The Government Thur 1.5.2014, released the report of the National Commission of Audit. The Commission was established by the Government as an independent body to review and report on the performance, functions and roles of the Commonwealth government. It ceased on 31 March 2014.
The Commission made 86 recommendations
– 64 in its Phase 1 Report which deal predominantly with improving the sustainability of the nation’s finances and
– a further 22 recommendations in its Phase 2 Report which mostly address public sector performance and accountability as well as infrastructure.

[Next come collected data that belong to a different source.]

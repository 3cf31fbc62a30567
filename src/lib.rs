//! Pretty-printing for logged HTTP bodies.
//!
//! Built for the admin view of a request log, where an operator flips a stored body between
//! the text as it was logged and an indented rendering of it:
//! - XML is parsed into a tree of [`Node`]s and re-indented with two spaces per level
//! - JSON is re-serialized with three spaces per level
//! - Bodies that fail to parse are shown as [`INVALID_XML`] / [`INVALID_JSON`]
//!
//! ```rust
//! use bodyfmt::{BodyFormat, prettify};
//!
//! let body = r#"<root><child attr="1">text</child></root>"#;
//! let pretty = prettify(body, BodyFormat::detect(Some("text/xml"), body));
//! assert_eq!(pretty, "<root>\n  <child attr=\"1\">text</child>\n</root>");
//! ```
//!
//! For the parse error itself, with its position in the source, use [`format_xml`] or
//! [`Document::parse`].
#![warn(missing_docs)]

mod strspan;
pub use strspan::StrSpan;

pub mod error;
pub use error::{XmlError, XmlErrorKind, XmlResult};

pub mod node;
pub use node::{CdataNode, ElementNode, Node, NodeAttribute, NodeName, TextNode};

mod document;
pub use document::{Document, MAX_DEPTH};

pub mod pretty;
pub use pretty::INDENT;

pub mod json;

mod content_type;
pub use content_type::{BodyFormat, ContentType, DEFAULT_ENCODINGS, default_encoding};

mod fallback;
pub use fallback::{
    INVALID_JSON, INVALID_XML, format_xml, prettify, prettify_json, prettify_xml, prettify_xml_at,
};

pub mod toggle;
pub use toggle::{BodyView, ResponseBody, ToggleError, ToggleRequest, ToggleResponse};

The recommendations offer savings estimated at $60 to $70bn per year within 10 years. They include:
- increasing the superannuation preservation age to 5 years below the Age Pension age;
- changing arrangements for Family Tax Benefit Part A by introducing a new single means test;
- abolishing Family Tax Benefit Part B;
- that the registry functions of ASIC should be transferred to the ATO;
- the Commission considers the existing ombudsman offices (including the Taxation Ombudsman) and the Inspector-General of Taxation should be amalgamated within the Office of the Commonwealth Ombudsman;
- changing current Age Pension indexation arrangements to a new benchmark of 28% of Average Weekly Earnings and maintaining other price indexation arrangements;
- including in a new Age Pension means test the value of the principal residence above a relatively high threshold.

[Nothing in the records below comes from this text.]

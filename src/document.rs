use crate::{
    StrSpan,
    error::{XmlErrorKind, XmlResult, bail},
    node::{CdataNode, ElementNode, Node, NodeAttribute, NodeName, TextNode},
};
use std::io::Write;
use tracing::trace;
use xmlparser::{ElementEnd, Token};

/// Deepest element nesting accepted by the parser.
///
/// The tree is formatted and dropped recursively, so deeper documents are rejected up front.
pub const MAX_DEPTH: usize = 256;

/// An XML document that has been parsed into a tree.
/// All strings in the tree are references into the source string.
///
/// The top level of the tree contains, in source order:
/// - Any items before the root node (DTD, comments, processing instructions)
/// - The root node itself, which owns the rest of the tree
/// - Any items after the root node (comments, processing instructions)
///
/// Other things to note:
/// - The `<?xml ... ?>` declaration is consumed and not kept in the tree
/// - Text is kept raw; whitespace-only runs between elements are still text nodes
/// - The parser does not recover from mismatched closing tags, or unclosed tags.
/// - Elements nested deeper than [`MAX_DEPTH`] are rejected.
#[derive(Debug, Clone, PartialEq)]
pub struct Document<'src> {
    children: Vec<Node<'src>>,
}
impl<'src> Document<'src> {
    /// Parses a document from the given source string.
    ///
    /// # Errors
    /// Returns errors if the XML is not well-formed
    ///
    /// # Example
    /// ```rust
    /// use bodyfmt::Document;
    /// let doc = Document::parse("<test><test2>test</test2></test>").unwrap();
    /// assert_eq!(doc.root().unwrap().name(), "test");
    /// ```
    pub fn parse(src: &'src str) -> XmlResult<Self> {
        parse_document(src)
    }

    /// The top-level nodes of the document, in source order.
    #[must_use]
    pub fn children(&self) -> &[Node<'src>] {
        &self.children
    }

    /// The root element of the document.
    #[must_use]
    pub fn root(&self) -> Option<&ElementNode<'src>> {
        self.children.iter().find_map(Node::as_element)
    }

    /// Renders the document as indented XML, starting at the given depth.
    ///
    /// See [`crate::pretty`] for the layout rules.
    ///
    /// # Example
    /// ```rust
    /// use bodyfmt::Document;
    /// let doc = Document::parse("<root><child attr=\"1\">text</child></root>").unwrap();
    /// assert_eq!(
    ///     doc.to_pretty_xml(0),
    ///     "<root>\n  <child attr=\"1\">text</child>\n</root>"
    /// );
    /// ```
    #[must_use]
    pub fn to_pretty_xml(&self, depth: usize) -> String {
        crate::pretty::format_document(self, depth)
    }

    /// Writes the indented XML for this document to the given writer.
    ///
    /// # Errors
    /// Fails if the writer fails.
    pub fn write_pretty_xml<W: Write>(
        &self,
        writer: &mut W,
        depth: usize,
    ) -> std::io::Result<()> {
        crate::pretty::write_pretty(writer, self, depth)
    }
}

#[derive(PartialEq, Debug)]
enum ParserState {
    Prolog,
    Dtd,
    TagAttributes,
    TagChildren,
    Epilog,
}

#[expect(clippy::too_many_lines, reason = "State machine; what did you expect")]
fn parse_document(src: &str) -> XmlResult<Document<'_>> {
    trace!(len = src.len(), "parsing xml document");

    let mut tokenizer = xmlparser::Tokenizer::from(src);
    let mut state = ParserState::Prolog;
    let mut stack: Vec<ElementNode<'_>> = vec![];
    let mut children = vec![];

    loop {
        let Some(next) = tokenizer.next() else {
            if let Some(last) = stack.pop() {
                let kind = XmlErrorKind::UnclosedTag(last.name().to_string());
                bail!(src, *last.span(), kind);
            }

            if state != ParserState::Epilog {
                bail!(src, XmlErrorKind::UnexpectedEof);
            }

            return Ok(Document { children });
        };
        let next = match next {
            Ok(token) => token,
            Err(e) => {
                let start = offset_of(src, e.pos());
                let span = StrSpan::new(src.get(start..).unwrap_or_default(), start);
                bail!(src, span, XmlErrorKind::Xml(e));
            }
        };
        let span: StrSpan<'_> = token_span(&next).into();

        match state {
            ParserState::Prolog => match next {
                Token::ElementStart { prefix, local, span } => {
                    let name = NodeName::from_tokens(prefix, local);
                    stack.push(ElementNode::with_name(name).with_span(span));
                    state = ParserState::TagAttributes;
                }

                Token::Declaration { .. } => trace!("skipping xml declaration"),

                Token::Comment { text, .. } => children.push(Node::Comment(text.into())),

                Token::ProcessingInstruction { target, .. } => {
                    children.push(Node::ProcessingInstruction(target.into()));
                }

                Token::EmptyDtd { name, .. } => children.push(Node::DocumentType(name.into())),

                Token::DtdStart { name, .. } => {
                    children.push(Node::DocumentType(name.into()));
                    state = ParserState::Dtd;
                }

                Token::Text { text } if text.as_str().trim().is_empty() => {}

                _ => bail!(src, span, msg = "Unexpected {} in prolog section", token_name(&next)),
            },

            ParserState::Dtd => match next {
                Token::EntityDeclaration { .. } => {}
                Token::DtdEnd { .. } => state = ParserState::Prolog,
                _ => bail!(src, span, msg = "Unexpected {} inside DOCTYPE", token_name(&next)),
            },

            ParserState::TagAttributes => match next {
                Token::Attribute { prefix, local, value, .. } => {
                    let Some(node) = stack.last_mut() else {
                        bail!(src, span, msg = "Bug; Cannot apply attribute; stack is empty!");
                    };

                    let name = NodeName::from_tokens(prefix, local);
                    node.push_attribute(NodeAttribute::new(name, value));
                }

                Token::ElementEnd { end: ElementEnd::Open, .. } => {
                    state = ParserState::TagChildren;
                }

                Token::ElementEnd { end: ElementEnd::Empty, .. } => {
                    let Some(node) = stack.pop() else {
                        bail!(src, span, msg = "Bug; Cannot close tag; stack is empty!");
                    };

                    state = attach(node, &mut stack, &mut children);
                }

                _ => bail!(src, span, msg = "Unexpected {} in tag attributes", token_name(&next)),
            },

            ParserState::TagChildren => {
                let Some(node) = stack.last_mut() else {
                    bail!(src, span, msg = "Bug; Cannot add child; stack is empty!");
                };

                match next {
                    Token::ElementStart { prefix, local, span } => {
                        if stack.len() >= MAX_DEPTH {
                            bail!(src, span.into(), XmlErrorKind::TooDeep(MAX_DEPTH));
                        }

                        let name = NodeName::from_tokens(prefix, local);
                        stack.push(ElementNode::with_name(name).with_span(span));
                        state = ParserState::TagAttributes;
                    }

                    Token::Text { text } => node.push_child(Node::Text(TextNode::new(text))),

                    Token::Cdata { text, .. } => {
                        node.push_child(Node::Cdata(CdataNode::new(text)));
                    }

                    Token::Comment { text, .. } => node.push_child(Node::Comment(text.into())),

                    Token::ProcessingInstruction { target, .. } => {
                        node.push_child(Node::ProcessingInstruction(target.into()));
                    }

                    Token::ElementEnd { end: ElementEnd::Close(prefix, local), .. } => {
                        let name = NodeName::from_tokens(prefix, local);
                        if *node.name() != name {
                            bail!(
                                src,
                                span,
                                XmlErrorKind::MismatchedTag {
                                    expected: node.name().to_string(),
                                    found: name.to_string(),
                                }
                            );
                        }

                        let Some(node) = stack.pop() else {
                            bail!(src, span, msg = "Bug; Cannot close tag; stack is empty!");
                        };
                        state = attach(node, &mut stack, &mut children);
                    }

                    _ => bail!(src, span, msg = "Unexpected {} inside tag", token_name(&next)),
                }
            }

            ParserState::Epilog => match next {
                Token::Comment { text, .. } => children.push(Node::Comment(text.into())),

                Token::ProcessingInstruction { target, .. } => {
                    children.push(Node::ProcessingInstruction(target.into()));
                }

                Token::Text { text } if text.as_str().trim().is_empty() => {}

                _ => bail!(src, span, msg = "Unexpected {} after root", token_name(&next)),
            },
        }
    }
}

/// Moves a closed element into its parent, or into the document if it was the root.
fn attach<'src>(
    node: ElementNode<'src>,
    stack: &mut [ElementNode<'src>],
    children: &mut Vec<Node<'src>>,
) -> ParserState {
    if let Some(parent) = stack.last_mut() {
        parent.push_child(Node::Element(node));
        ParserState::TagChildren
    } else {
        children.push(Node::Element(node));
        ParserState::Epilog
    }
}

fn token_span<'a>(token: &Token<'a>) -> xmlparser::StrSpan<'a> {
    match *token {
        Token::Declaration { span, .. }
        | Token::ProcessingInstruction { span, .. }
        | Token::Comment { span, .. }
        | Token::DtdStart { span, .. }
        | Token::EmptyDtd { span, .. }
        | Token::EntityDeclaration { span, .. }
        | Token::DtdEnd { span }
        | Token::ElementStart { span, .. }
        | Token::Attribute { span, .. }
        | Token::ElementEnd { span, .. }
        | Token::Cdata { span, .. } => span,
        Token::Text { text } => text,
    }
}

fn token_name(token: &Token<'_>) -> &'static str {
    match token {
        Token::Declaration { .. } => "declaration",
        Token::ProcessingInstruction { .. } => "processing instruction",
        Token::Comment { .. } => "comment",
        Token::DtdStart { .. } | Token::EmptyDtd { .. } => "DOCTYPE",
        Token::EntityDeclaration { .. } => "entity declaration",
        Token::DtdEnd { .. } => "end of DOCTYPE",
        Token::ElementStart { .. } => "opening tag",
        Token::Attribute { .. } => "attribute",
        Token::ElementEnd { .. } => "end of tag",
        Token::Text { .. } => "text",
        Token::Cdata { .. } => "CDATA section",
    }
}

/// Converts the tokenizer's 1-based row/column into a byte offset.
fn offset_of(src: &str, pos: xmlparser::TextPos) -> usize {
    let (row, col) = (pos.row as usize, pos.col as usize);
    let (mut r, mut c) = (1, 1);
    for (i, ch) in src.char_indices() {
        if r == row && c == col {
            return i;
        }
        if ch == '\n' {
            r += 1;
            c = 1;
        } else {
            c += 1;
        }
    }
    src.len()
}

#[cfg(test)]
mod tests {
    use super::*;

    #[test]
    fn test_parse_document() {
        let doc = Document::parse("<test><test2>test</test2></test>").unwrap();
        let root = doc.root().unwrap();
        assert_eq!(root.name(), "test");
        assert_eq!(root.children().len(), 1);
    }

    #[test]
    fn test_text_is_kept_raw() {
        let doc = Document::parse("<a>\n  <b> x &amp; y </b>\n</a>").unwrap();
        let root = doc.root().unwrap();
        assert_eq!(root.children().len(), 3);
        assert!(root.children()[0].is_text());

        let b = root.children()[1].as_element().unwrap();
        match &b.children()[0] {
            Node::Text(text) => assert_eq!(text.text().as_str(), " x &amp; y "),
            other => panic!("expected text, got {other:?}"),
        }
    }

    #[test]
    fn test_attributes_in_source_order() {
        let doc = Document::parse(r#"<a z="1" y="2" x:w="3"/>"#).unwrap();
        let names: Vec<String> = doc
            .root()
            .unwrap()
            .attributes()
            .iter()
            .map(|a| a.name().to_string())
            .collect();
        assert_eq!(names, ["z", "y", "x:w"]);
    }

    #[test]
    fn test_prolog_and_epilog() {
        let src = "<?xml version=\"1.0\"?><!DOCTYPE note><!-- Comment --><root></root><?pi?>";
        let doc = Document::parse(src).unwrap();
        assert_eq!(doc.children().len(), 4);
        assert!(matches!(doc.children()[0], Node::DocumentType(_)));
        assert!(matches!(doc.children()[1], Node::Comment(_)));
        assert!(matches!(doc.children()[2], Node::Element(_)));
        assert!(matches!(doc.children()[3], Node::ProcessingInstruction(_)));
    }

    #[test]
    fn test_dtd_with_entities() {
        let src = "<!DOCTYPE note [\n<!ENTITY writer \"Donald\">\n]>\n<note/>";
        let doc = Document::parse(src).unwrap();
        assert_eq!(doc.root().unwrap().name(), "note");
    }

    #[test]
    fn test_cdata_child() {
        let doc = Document::parse("<a><![CDATA[ <raw> ]]></a>").unwrap();
        match &doc.root().unwrap().children()[0] {
            Node::Cdata(cdata) => assert_eq!(cdata.content().as_str(), " <raw> "),
            other => panic!("expected cdata, got {other:?}"),
        }
    }

    #[test]
    fn test_mismatched_tag() {
        let err = Document::parse("<a><b></a>").unwrap_err();
        match err.kind {
            XmlErrorKind::MismatchedTag { expected, found } => {
                assert_eq!(expected, "b");
                assert_eq!(found, "a");
            }
            other => panic!("unexpected error: {other}"),
        }
        assert_eq!(err.context.position(), (1, 7));
    }

    #[test]
    fn test_unclosed_tag() {
        let err = Document::parse("<a><b>").unwrap_err();
        assert!(matches!(err.kind, XmlErrorKind::UnclosedTag(ref name) if name == "b"));
    }

    #[test]
    fn test_empty_input() {
        let err = Document::parse("   ").unwrap_err();
        assert!(matches!(err.kind, XmlErrorKind::UnexpectedEof));
    }

    #[test]
    fn test_not_xml() {
        assert!(Document::parse("{\"a\": 1}").is_err());
        assert!(Document::parse("plain text").is_err());
    }

    #[test]
    fn test_nesting_limit() {
        let nested = |n: usize| format!("{}{}", "<a>".repeat(n), "</a>".repeat(n));

        let src = nested(MAX_DEPTH);
        let doc = Document::parse(&src).unwrap();
        assert_eq!(doc.root().unwrap().name(), "a");

        let err = Document::parse(&nested(MAX_DEPTH + 1)).unwrap_err();
        assert!(matches!(err.kind, XmlErrorKind::TooDeep(MAX_DEPTH)));
        assert_eq!(err.context.position(), (1, MAX_DEPTH * 3 + 1));

        let err = Document::parse(&nested(10_000)).unwrap_err();
        assert!(matches!(err.kind, XmlErrorKind::TooDeep(_)));
    }

    #[test]
    fn test_error_at_first_byte_has_position() {
        let err = Document::parse("</a>").unwrap_err();
        assert!(err.context.start.is_some());
        assert!(err.to_string().contains("= At 1:"));
    }

    #[test]
    fn test_offset_of() {
        let src = "ab\ncd";
        assert_eq!(offset_of(src, xmlparser::TextPos::new(2, 2)), 4);
        assert_eq!(offset_of(src, xmlparser::TextPos::new(9, 9)), 5);
    }
}
use super::{Node, NodeName};
use crate::StrSpan;

/// A node in the document tree, with a name, attributes, and children:
/// `<name attr="value">...</name>`
///
/// Attributes keep their source order. Duplicate attributes are kept as-is.
#[derive(Debug, Clone, PartialEq)]
pub struct ElementNode<'src> {
    span: StrSpan<'src>,
    name: NodeName<'src>,
    attributes: Vec<NodeAttribute<'src>>,
    children: Vec<Node<'src>>,
}
impl<'src> ElementNode<'src> {
    pub(crate) fn with_name(name: NodeName<'src>) -> Self {
        Self {
            span: StrSpan::default(),
            name,
            attributes: vec![],
            children: vec![],
        }
    }

    pub(crate) fn with_span(mut self, span: impl Into<StrSpan<'src>>) -> Self {
        self.span = span.into();
        self
    }

    pub(crate) fn push_child(&mut self, child: Node<'src>) {
        self.children.push(child);
    }

    pub(crate) fn push_attribute(&mut self, attribute: NodeAttribute<'src>) {
        self.attributes.push(attribute);
    }

    /// Get the span of the opening tag in the original source.
    #[must_use]
    pub fn span(&self) -> &StrSpan<'src> {
        &self.span
    }

    /// Get the name of the node.
    #[must_use]
    pub fn name(&self) -> &NodeName<'src> {
        &self.name
    }

    /// Get the attributes of the node.
    #[must_use]
    pub fn attributes(&self) -> &[NodeAttribute<'src>] {
        &self.attributes
    }

    /// Get the children of the node.
    #[must_use]
    pub fn children(&self) -> &[Node<'src>] {
        &self.children
    }
}

/// An attribute set on a node, with a name and value:
/// `name="value"`
///
/// The value is kept verbatim, without unescaping.
#[derive(Debug, Clone, PartialEq)]
pub struct NodeAttribute<'src> {
    name: NodeName<'src>,
    value: StrSpan<'src>,
}
impl<'src> NodeAttribute<'src> {
    pub(crate) fn new(name: NodeName<'src>, value: impl Into<StrSpan<'src>>) -> Self {
        Self {
            name,
            value: value.into(),
        }
    }

    /// Returns the name of the attribute.
    #[must_use]
    pub fn name(&self) -> &NodeName<'src> {
        &self.name
    }

    /// Returns the value of the attribute.
    #[must_use]
    pub fn value(&self) -> &StrSpan<'src> {
        &self.value
    }
}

The Treasurer said that while the Government would not be providing an immediate response to each recommendation, its response to the National Commission of Audit Report will be its first Budget on 13 May.

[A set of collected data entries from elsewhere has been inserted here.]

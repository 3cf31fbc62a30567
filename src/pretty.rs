//! XML pretty-printing
//!
//! Use [`Document::to_pretty_xml`] unless you need to write the XML to a file or other writer.
//!
//! Layout rules, applied recursively from the document down:
//! - Elements without children are written self-closing: `<name a="1"/>`
//! - Elements whose children are all text are written on one line, with each text run trimmed
//! - Any other element gets its children on their own lines, one [`INDENT`] deeper
//! - Blank comments are dropped, other comments are trimmed
//! - CDATA is written untouched; processing instructions and DOCTYPEs are dropped
//!
//! Nothing is escaped or unescaped on the way through.
use crate::{Document, ElementNode, Node};
use tracing::trace;

/// One level of indentation.
pub const INDENT: &str = "  ";

/// Render a document as indented XML, starting at `depth`.
///
/// Trailing whitespace is trimmed from the result.
#[must_use]
pub fn format_document(document: &Document<'_>, depth: usize) -> String {
    let rendered = document
        .children()
        .iter()
        .map(|child| format_node(child, depth))
        .filter(|s| !s.is_empty())
        .collect::<Vec<_>>()
        .join("\n");

    rendered.trim_end().to_string()
}

/// Flatten a document as indented XML using the given writer.
///
/// # Errors
/// This function will return an error if the writer fails to write the XML string.
pub fn write_pretty(
    writer: &mut dyn std::io::Write,
    document: &Document<'_>,
    depth: usize,
) -> std::io::Result<()> {
    writer.write_all(format_document(document, depth).as_bytes())
}

/// Render a single node at `depth`. Returns an empty string for nodes that produce no output.
#[must_use]
pub fn format_node(node: &Node<'_>, depth: usize) -> String {
    let tab = INDENT.repeat(depth);

    match node {
        Node::Element(element) => format_element(element, depth),

        Node::Text(text) => {
            let text = text.trimmed();
            if text.is_empty() {
                String::new()
            } else {
                format!("{tab}{text}")
            }
        }

        Node::Cdata(cdata) => format!("{tab}<![CDATA[{}]]>", cdata.content()),

        Node::Comment(comment) => format!("{tab}<!--{}-->", comment.trimmed()),

        Node::ProcessingInstruction(target) => {
            trace!(pi = %target, "dropping processing instruction");
            String::new()
        }

        Node::DocumentType(name) => {
            trace!(doctype = %name, "dropping DOCTYPE");
            String::new()
        }
    }
}

fn format_element(element: &ElementNode<'_>, depth: usize) -> String {
    let tab = INDENT.repeat(depth);
    let name = element.name();

    let attributes: String = element
        .attributes()
        .iter()
        .map(|attr| {
            let value = attr.value().as_str();
            if value.contains('"') {
                format!(" {}='{value}'", attr.name())
            } else {
                format!(r#" {}="{value}""#, attr.name())
            }
        })
        .collect();

    let children: Vec<&Node<'_>> = element
        .children()
        .iter()
        .filter(|child| !child.is_blank_comment())
        .collect();

    if children.is_empty() {
        return format!("{tab}<{name}{attributes}/>");
    }

    if children.iter().all(|child| child.is_text()) {
        let text: String = children
            .iter()
            .filter_map(|child| match child {
                Node::Text(text) => Some(text.trimmed()),
                _ => None,
            })
            .collect();
        return format!("{tab}<{name}{attributes}>{text}</{name}>");
    }

    let mut lines = vec![format!("{tab}<{name}{attributes}>")];
    for child in children {
        let rendered = format_node(child, depth + 1);
        let rendered = rendered.trim_end();
        if !rendered.is_empty() {
            lines.push(rendered.to_string());
        }
    }
    lines.push(format!("{tab}</{name}>"));

    lines.join("\n")
}
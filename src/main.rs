use bodyfmt::{
    BodyFormat, ContentType, XmlError, XmlResult, format_xml, json::try_prettify_json, prettify,
    prettify_xml_at,
};
use clap::Parser;
use std::{
    io::{Read, Write},
    path::{Path, PathBuf},
};
use tracing::{debug, error};
use tracing_subscriber::EnvFilter;

/// Pretty-print a logged XML or JSON body.
#[derive(Parser)]
#[command(author, version, about, long_about = None)]
struct Args {
    /// Input file path; reads stdin when absent or `-`
    file: Option<PathBuf>,

    /// Body format (auto/json/xml/plain)
    #[arg(short, long, default_value = "auto")]
    format: String,

    /// Content-Type the body was logged with; picks the format when --format is auto,
    /// and the charset used to decode the input
    #[arg(short, long)]
    content_type: Option<String>,

    /// Indentation depth to start XML output at
    #[arg(short = 'd', long, default_value_t = 0)]
    indent_depth: usize,

    /// Print the body unchanged
    #[arg(long)]
    original: bool,

    /// Report parse errors instead of printing the fallback marker
    #[arg(long)]
    strict: bool,
}

fn main() {
    tracing_subscriber::fmt()
        .with_env_filter(
            EnvFilter::try_from_default_env().unwrap_or_else(|_| EnvFilter::new("warn")),
        )
        .with_writer(std::io::stderr)
        .with_target(false)
        .without_time()
        .init();

    let args = Args::parse();
    let mut stdin = std::io::stdin().lock();
    let mut stdout = std::io::stdout().lock();

    if let Err(e) = run(&args, &mut stdin, &mut stdout) {
        error!("{e}");
        std::process::exit(1);
    }
}

fn run(
    args: &Args,
    input: &mut dyn Read,
    output: &mut dyn Write,
) -> Result<(), Box<dyn std::error::Error>> {
    let bytes = read_body(args.file.as_deref(), input)?;
    let content_type = ContentType::parse(args.content_type.as_deref().unwrap_or_default());
    let body = content_type.decode(&bytes);

    if args.original {
        return emit(output, &body);
    }

    let format = match args.format.as_str() {
        "auto" => BodyFormat::detect(args.content_type.as_deref(), &body),
        other => other.parse::<BodyFormat>()?,
    };
    debug!(%format, encoding = content_type.encoding().name(), "formatting body");

    let output_text = match (format, args.strict) {
        (BodyFormat::Xml, true) => {
            format_xml(&body, args.indent_depth).map_err(|e| match &args.file {
                Some(path) => e.with_path(path.clone()),
                None => e,
            })?
        }
        (BodyFormat::Json, true) => try_prettify_json(&body)?,
        (BodyFormat::Xml, false) => prettify_xml_at(&body, args.indent_depth),
        _ => prettify(&body, format),
    };

    emit(output, &output_text)
}

fn read_body(path: Option<&Path>, input: &mut dyn Read) -> XmlResult<Vec<u8>> {
    match path {
        Some(path) if path.as_os_str() != "-" => {
            std::fs::read(path).map_err(|e| XmlError::from(e).with_path(path.to_path_buf()))
        }
        _ => {
            let mut body = Vec::new();
            input.read_to_end(&mut body)?;
            Ok(body)
        }
    }
}

fn emit(output: &mut dyn Write, text: &str) -> Result<(), Box<dyn std::error::Error>> {
    writeln!(output, "{text}")?;
    Ok(())
}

Commission Chairman, Tony Shepherd AO, said the Commission was not asked to examine the revenue side of the budget. He said the Commission assumed that taxation revenue would return over time to 24% of GDP, which was the average for the period from 2000 to the GFC. This assumption makes an allowance for bracket creep to be returned. If this doesn’t occur, he said the Commission estimates that a person on average earnings who currently faces a marginal tax rate of 32.5% will be taxed at a 37% marginal tax rate by 2023-24. The Commission has recommended 24% of GDP as a reasonable long-term cap on the size of Government while recognising that at times it may be exceeded.